Cuando se pone en una balanza el número de víctimas de la desigualdad  y el aparente progreso del país, no sólo no hay equilibrio sino lo primero supera en mucho a lo segundo. El cambio entre estos extremos cuestiona la ética del progreso y de la democracia.

Hoy día, impulsados por los Objetivos y Metas del Desarrollo Sostenible, muchos países están prestando especial atención a las desigualdades “extremas”, es decir, aquellas desigualdades que más perjudican el crecimiento económico equitativo sostenible y que minan la estabilidad social y política.

En la “democracias distraídas y simuladas” como la nuestra se hace más énfasis en la inversión en “progreso” que en la reducción de la brecha entre ricos y pobres, que si bien son consecuencia de fuerzas económicas, también se deben a políticas gubernamentales que han corrompido y mercantilizado la democracia.

La desigualdad es una consecuencia del fracaso de nuestra democracia y por tanto una crisis del Estado,  que se muestra incapaz para actuar como interlocutor eficiente de la mediación social, como regulador de la economía y como garante de la seguridad.

No puede haber “progreso oculto”. Tiene que hacerse visible en toda la  sociedad.

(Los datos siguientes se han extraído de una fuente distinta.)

use std::path::{Path, PathBuf};
use std::sync::Arc;

use chrono::Local;
use thiserror::Error;
use tokio::sync::mpsc;
use tracing::info;

use crate::config::Settings;
use crate::extract::client::ExtractionClient;
use crate::extract::{BatchOptions, ExtractionBatcher};
use crate::harvest::{self, HarvestError};
use crate::paste;
use crate::sink::{self, FinalRecord};
use crate::store::RecordStore;

/// Progress messages from the worker to whoever displays the run.
#[derive(Debug, Clone, PartialEq)]
pub enum Progress {
    HarvestStarted { url: String },
    PageCaptured { added: usize, total: usize },
    PageAdvanced { index: usize, label: String },
    HarvestFinished { pages: usize, records: usize, capped: bool },
    TextSplit { records: usize },
    BatchStarted { index: usize, total: usize },
    BatchFinished { index: usize, kept: usize, discarded: usize },
    BatchFailed { index: usize, error: String },
    SinkWritten { path: PathBuf, rows: usize },
}

/// Sending half of the progress channel. Never blocks; messages are dropped
/// once the display side has gone away.
#[derive(Debug, Clone, Default)]
pub struct Reporter {
    tx: Option<mpsc::UnboundedSender<Progress>>,
}

impl Reporter {
    pub fn channel() -> (Self, mpsc::UnboundedReceiver<Progress>) {
        let (tx, rx) = mpsc::unbounded_channel();
        (Self { tx: Some(tx) }, rx)
    }

    /// A reporter nobody listens to.
    pub fn detached() -> Self {
        Self::default()
    }

    fn send(&self, progress: Progress) {
        if let Some(tx) = &self.tx {
            let _ = tx.send(progress);
        }
    }

    pub fn harvest_started(&self, url: &str) {
        self.send(Progress::HarvestStarted { url: url.to_string() });
    }

    pub fn page_captured(&self, added: usize, total: usize) {
        self.send(Progress::PageCaptured { added, total });
    }

    pub fn page_advanced(&self, index: usize, label: &str) {
        self.send(Progress::PageAdvanced { index, label: label.to_string() });
    }

    pub fn harvest_finished(&self, pages: usize, records: usize, capped: bool) {
        self.send(Progress::HarvestFinished { pages, records, capped });
    }

    pub fn text_split(&self, records: usize) {
        self.send(Progress::TextSplit { records });
    }

    pub fn batch_started(&self, index: usize, total: usize) {
        self.send(Progress::BatchStarted { index, total });
    }

    pub fn batch_finished(&self, index: usize, kept: usize, discarded: usize) {
        self.send(Progress::BatchFinished { index, kept, discarded });
    }

    pub fn batch_failed(&self, index: usize, error: &str) {
        self.send(Progress::BatchFailed { index, error: error.to_string() });
    }

    pub fn sink_written(&self, path: &Path, rows: usize) {
        self.send(Progress::SinkWritten { path: path.to_path_buf(), rows });
    }
}

/// Where a run's records come from.
#[derive(Debug, Clone)]
pub enum RunSource {
    Web { keyword: String },
    Text { content: String, keyword: String },
}

#[derive(Debug, Clone, PartialEq)]
pub enum RunOutcome {
    /// `capped` is set when the record cap cut the harvest short.
    Written { path: PathBuf, rows: usize, capped: bool },
    /// The run finished but produced nothing to write.
    NoResults,
}

#[derive(Debug, Error)]
pub enum RunError {
    #[error(transparent)]
    Harvest(#[from] HarvestError),
    #[error("writing results failed: {0}")]
    Sink(String),
}

/// One complete run: collect records, extract, write. Meant to be spawned
/// as the background worker; all I/O happens here.
pub async fn run(
    settings: Settings,
    source: RunSource,
    client: Arc<dyn ExtractionClient>,
    reporter: Reporter,
) -> Result<RunOutcome, RunError> {
    let (store, keyword, capped) = match source {
        RunSource::Web { keyword } => {
            let harvest = harvest::harvest(&settings, &keyword, &reporter).await?;
            (harvest.store, keyword, harvest.summary.capped)
        }
        RunSource::Text { content, keyword } => {
            let date = Local::now().format("%Y-%m-%d %H:%M:%S").to_string();
            let store = paste::split_bulletins(&content, &date);
            info!("Split pasted text into {} bulletins", store.len());
            reporter.text_split(store.len());
            (store, keyword, false)
        }
    };

    if store.is_empty() {
        info!("No source records collected");
        return Ok(RunOutcome::NoResults);
    }

    let records = extract_records(&settings, &store, &keyword, client.as_ref(), &reporter).await;
    if records.is_empty() {
        info!("Extraction produced no award records");
        return Ok(RunOutcome::NoResults);
    }

    let path = sink::output_path(&settings.output_dir, settings.output_format, &Local::now());
    let rows = records.len();
    let format = settings.output_format;
    let target = path.clone();
    tokio::task::spawn_blocking(move || sink::write(&target, format, &records))
        .await
        .map_err(|e| RunError::Sink(e.to_string()))?
        .map_err(|e| RunError::Sink(format!("{:#}", e)))?;

    info!("Wrote {} rows to {}", rows, path.display());
    reporter.sink_written(&path, rows);
    Ok(RunOutcome::Written { path, rows, capped })
}

/// Batch, extract and reconcile the whole store, normalizing amounts.
pub async fn extract_records(
    settings: &Settings,
    store: &RecordStore,
    keyword: &str,
    client: &dyn ExtractionClient,
    reporter: &Reporter,
) -> Vec<FinalRecord> {
    let options = BatchOptions {
        batch_size: settings.batch_size,
        excerpt_chars: settings.excerpt_chars,
        concurrency: settings.batch_concurrency,
    };
    ExtractionBatcher::new(client, options)
        .run(store, keyword, reporter)
        .await
        .into_iter()
        .map(FinalRecord::from)
        .collect()
}

#[cfg(test)]
mod tests {
    use std::sync::atomic::Ordering;
    use std::sync::LazyLock;

    use regex::Regex;
    use serde_json::{json, Value};

    use super::*;
    use crate::extract::client::ExtractError;
    use crate::extract::tests::FakeClient;
    use crate::sink::OutputFormat;
    use crate::store::RecordDraft;

    static AWARD_RE: LazyLock<Regex> = LazyLock::new(|| {
        Regex::new(r"\[ID: (\d+)\] ---\n内容: [^\n]*中标人：([^，]+)，金额：([\d.]+)").unwrap()
    });

    /// Reports only bulletins that state "中标人：X，金额：N".
    fn award_model(_: &[usize], user: &str) -> Result<Value, ExtractError> {
        let results: Vec<Value> = AWARD_RE
            .captures_iter(user)
            .map(|c| json!({"id": c[1].parse::<usize>().unwrap(), "winner": &c[2], "amount": &c[3]}))
            .collect();
        Ok(json!({ "results": results }))
    }

    fn settings(dir: &Path, format: OutputFormat) -> Settings {
        Settings {
            output_dir: dir.to_path_buf(),
            output_format: format,
            ..Settings::default()
        }
    }

    #[tokio::test]
    async fn only_stated_awards_survive() {
        let mut store = RecordStore::new();
        store.push(RecordDraft {
            title: "道路工程中标结果公告".into(),
            content: "经评审，中标人：公司A，金额：123.45万元，特此公告。".into(),
            date: "2024-05-01".into(),
            url: "https://example.gov.cn/0.html".into(),
        });
        store.push(RecordDraft {
            title: "桥梁工程中标候选人公示".into(),
            content: "第一中标候选人：公司B，综合得分95分。".into(),
            date: "2024-05-02".into(),
            url: "https://example.gov.cn/1.html".into(),
        });
        let client = FakeClient::new(award_model);

        let out = extract_records(&Settings::default(), &store, "公司", &client, &Reporter::detached()).await;

        assert_eq!(out.len(), 1);
        assert_eq!(out[0].title, "道路工程中标结果公告");
        assert_eq!(out[0].winner.as_deref(), Some("公司A"));
        assert_eq!(out[0].amount, 123.45);
        assert_eq!(out[0].url, "https://example.gov.cn/0.html");
    }

    #[tokio::test]
    async fn text_run_writes_results() {
        let dir = tempfile::tempdir().unwrap();
        let content = "\
2024-05-01 09:30:00
某市政道路改造工程中标结果公告 经评审委员会评审并公示，中标人：公司A，金额：88.5万元，公示期三个工作日，特此公告。
2024-05-02 10:00:00
某学校教学楼建设项目中标候选人公示 第一中标候选人：公司B，综合得分九十五分，第二中标候选人：公司C，特此公示。";
        let client: Arc<dyn ExtractionClient> = Arc::new(FakeClient::new(award_model));
        let (reporter, mut rx) = Reporter::channel();

        let outcome = run(
            settings(dir.path(), OutputFormat::Sqlite),
            RunSource::Text { content: content.into(), keyword: String::new() },
            client,
            reporter,
        )
        .await
        .unwrap();

        let RunOutcome::Written { path, rows, capped } = outcome else {
            panic!("expected a written file, got {:?}", outcome);
        };
        assert_eq!(rows, 1);
        assert!(!capped);
        let conn = crate::db::open(&path).unwrap();
        let saved = crate::db::fetch_records(&conn, 10).unwrap();
        assert_eq!(saved[0].winner.as_deref(), Some("公司A"));
        assert_eq!(saved[0].amount, 88.5);
        assert_eq!(saved[0].title, "手动输入项-1");

        let mut seen = Vec::new();
        while let Ok(p) = rx.try_recv() {
            seen.push(p);
        }
        assert_eq!(seen.first(), Some(&Progress::TextSplit { records: 2 }));
        assert!(seen.contains(&Progress::BatchFinished { index: 0, kept: 1, discarded: 0 }));
        assert!(matches!(seen.last(), Some(Progress::SinkWritten { rows: 1, .. })));
    }

    #[tokio::test]
    async fn nothing_pasted_is_no_results() {
        let dir = tempfile::tempdir().unwrap();
        let client = Arc::new(FakeClient::new(award_model));

        let outcome = run(
            settings(dir.path(), OutputFormat::Xlsx),
            RunSource::Text { content: "太短".into(), keyword: String::new() },
            client.clone(),
            Reporter::detached(),
        )
        .await
        .unwrap();

        assert_eq!(outcome, RunOutcome::NoResults);
        assert_eq!(client.calls.load(Ordering::SeqCst), 0);
        assert_eq!(std::fs::read_dir(dir.path()).unwrap().count(), 0);
    }

    #[tokio::test]
    async fn no_awards_writes_no_file() {
        let dir = tempfile::tempdir().unwrap();
        let content = "某学校教学楼建设项目中标候选人公示 第一中标候选人：公司B，综合得分九十五分，第二中标候选人：公司C，第三中标候选人：公司D。";
        let client: Arc<dyn ExtractionClient> = Arc::new(FakeClient::new(award_model));

        let outcome = run(
            settings(dir.path(), OutputFormat::Xlsx),
            RunSource::Text { content: content.into(), keyword: String::new() },
            client,
            Reporter::detached(),
        )
        .await
        .unwrap();

        assert_eq!(outcome, RunOutcome::NoResults);
        assert_eq!(std::fs::read_dir(dir.path()).unwrap().count(), 0);
    }
}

El progreso para unos no puede suponer la negación del progreso para otros. El progreso debe ser asumido como calidad de vida para todos y no sólo para los que tienen el dominio económico y político del progreso.

El progreso de un país es esencialmente “progreso social” y conlleva a la afirmación  de que el crecimiento económico no es el único factor determinante de la calidad de vida. Siendo que el progreso social se considera como “la capacidad de una sociedad para cumplir con las necesidades básicas de los ciudadanos, establecer estructuras que permitan a los ciudadanos y comunidades lograr y sostener su calidad de vida, y crear las condiciones para todos los ciudadanos de desarrollar todo su potencial”.

Las bajas calificaciones del país en progreso social, ocupando el lugar 77 entre 133 países en el 2015 y el lugar 70 en el 2016, según el Índice de Progreso Social, publicado por el Social Progress Imperative, permite constatar que estamos más cerca de la desigualdad que del progreso.

Exigir la participación y la responsabilidad del gobierno, de los legisladores, de los empresarios y de los ciudadanos para el mejoramiento del salario mínimo, la cobertura de la seguridad social, la calidad de los servicios básicos, la defensa  del medio ambiente, la creación de  oportunidades de empleo, el costo de canasta familiar y el adecentamiento  del gasto público permitirá “sintonizar los esfuerzos y las verdades” para combatir la desigualdad e impulsar el verdadero progreso. ¡No hacerlo nos avergüenza a todos!